Als er aufsah, Julius den Zettel übergab und dessen Blick begegnete, sah er Unsicherheit in den Zügen des anderen. „Was ist?“
Julius zögerte kurz. „Wenn mein Sohn Maul- und Klauenseuche hat – heißt das, er ist ein Werwolf?“
Ralf schüttelte lächelnd den Kopf. „Nein. Es kann genauso die Hand-Fuß-Mund-Krankheit sein. Das ist auch kein Weg, vor der Pubertät zu wissen, was er ist.“
Julius nickte, stand auf und sah ein wenig betreten drein. „Weißt du, nicht, dass es wichtig wäre.

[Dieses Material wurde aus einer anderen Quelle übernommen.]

/// Daily task notes
///
/// A small per-user to-do list keyed by day. Every query is scoped by
/// `user_id`, so one user can never read or change another user's tasks.

use chrono::{DateTime, NaiveDate, Utc};
use serde::{Deserialize, Serialize};
use sqlx::PgPool;
use uuid::Uuid;

#[derive(Debug, Clone, Serialize, Deserialize, sqlx::FromRow)]
pub struct DailyTask {
    pub id: Uuid,
    pub user_id: Uuid,
    pub task_date: NaiveDate,
    pub title: String,
    pub note: Option<String>,
    pub is_done: bool,
    pub created_at: DateTime<Utc>,
    pub updated_at: DateTime<Utc>,
}

#[derive(Debug, Clone, Serialize, Deserialize)]
pub struct CreateDailyTask {
    pub user_id: Uuid,
    pub task_date: NaiveDate,
    pub title: String,
    pub note: Option<String>,
}

#[derive(Debug, Clone, Default, Serialize, Deserialize)]
pub struct UpdateDailyTask {
    pub task_date: Option<NaiveDate>,
    pub title: Option<String>,
    pub note: Option<String>,
    pub is_done: Option<bool>,
}

impl DailyTask {
    pub async fn create(pool: &PgPool, data: CreateDailyTask) -> Result<Self, sqlx::Error> {
        sqlx::query_as::<_, DailyTask>(
            r#"
            INSERT INTO daily_tasks (user_id, task_date, title, note)
            VALUES ($1, $2, $3, $4)
            RETURNING id, user_id, task_date, title, note, is_done, created_at, updated_at
            "#,
        )
        .bind(data.user_id)
        .bind(data.task_date)
        .bind(data.title)
        .bind(data.note)
        .fetch_one(pool)
        .await
    }

    /// Tasks between two days, inclusive
    pub async fn list_range(
        pool: &PgPool,
        user_id: Uuid,
        from: NaiveDate,
        to: NaiveDate,
    ) -> Result<Vec<Self>, sqlx::Error> {
        sqlx::query_as::<_, DailyTask>(
            r#"
            SELECT id, user_id, task_date, title, note, is_done, created_at, updated_at
            FROM daily_tasks
            WHERE user_id = $1 AND task_date BETWEEN $2 AND $3
            ORDER BY task_date, created_at
            "#,
        )
        .bind(user_id)
        .bind(from)
        .bind(to)
        .fetch_all(pool)
        .await
    }

    pub async fn update(
        pool: &PgPool,
        user_id: Uuid,
        id: Uuid,
        data: UpdateDailyTask,
    ) -> Result<Option<Self>, sqlx::Error> {
        sqlx::query_as::<_, DailyTask>(
            r#"
            UPDATE daily_tasks
            SET task_date = COALESCE($3, task_date),
                title = COALESCE($4, title),
                note = COALESCE($5, note),
                is_done = COALESCE($6, is_done),
                updated_at = NOW()
            WHERE id = $1 AND user_id = $2
            RETURNING id, user_id, task_date, title, note, is_done, created_at, updated_at
            "#,
        )
        .bind(id)
        .bind(user_id)
        .bind(data.task_date)
        .bind(data.title)
        .bind(data.note)
        .bind(data.is_done)
        .fetch_optional(pool)
        .await
    }

    /// Flips `is_done`
    pub async fn toggle(pool: &PgPool, user_id: Uuid, id: Uuid) -> Result<Option<Self>, sqlx::Error> {
        sqlx::query_as::<_, DailyTask>(
            r#"
            UPDATE daily_tasks
            SET is_done = NOT is_done, updated_at = NOW()
            WHERE id = $1 AND user_id = $2
            RETURNING id, user_id, task_date, title, note, is_done, created_at, updated_at
            "#,
        )
        .bind(id)
        .bind(user_id)
        .fetch_optional(pool)
        .await
    }

    pub async fn delete(pool: &PgPool, user_id: Uuid, id: Uuid) -> Result<bool, sqlx::Error> {
        let result = sqlx::query("DELETE FROM daily_tasks WHERE id = $1 AND user_id = $2")
            .bind(id)
            .bind(user_id)
            .execute(pool)
            .await?;

        Ok(result.rows_affected() > 0)
    }
}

Hauptsache, er ist gesund, nicht wahr? Es ist nur so unglaublich ... spannend!“
Mit ein paar freundlichen Worten brachte Ralf den anderen nach draußen, verkaufte ihm das spezielle Schmerzmittel und sah ihm nach, als er die Apotheke verließ.
Eigentlich ein ganz netter Kerl. Aber bis zum nächsten Vollmond war er vorsichtig mit seinem Urteil. Er durfte sich bei den Rangfolgekämpfen nicht von Sympathien ablenken lassen.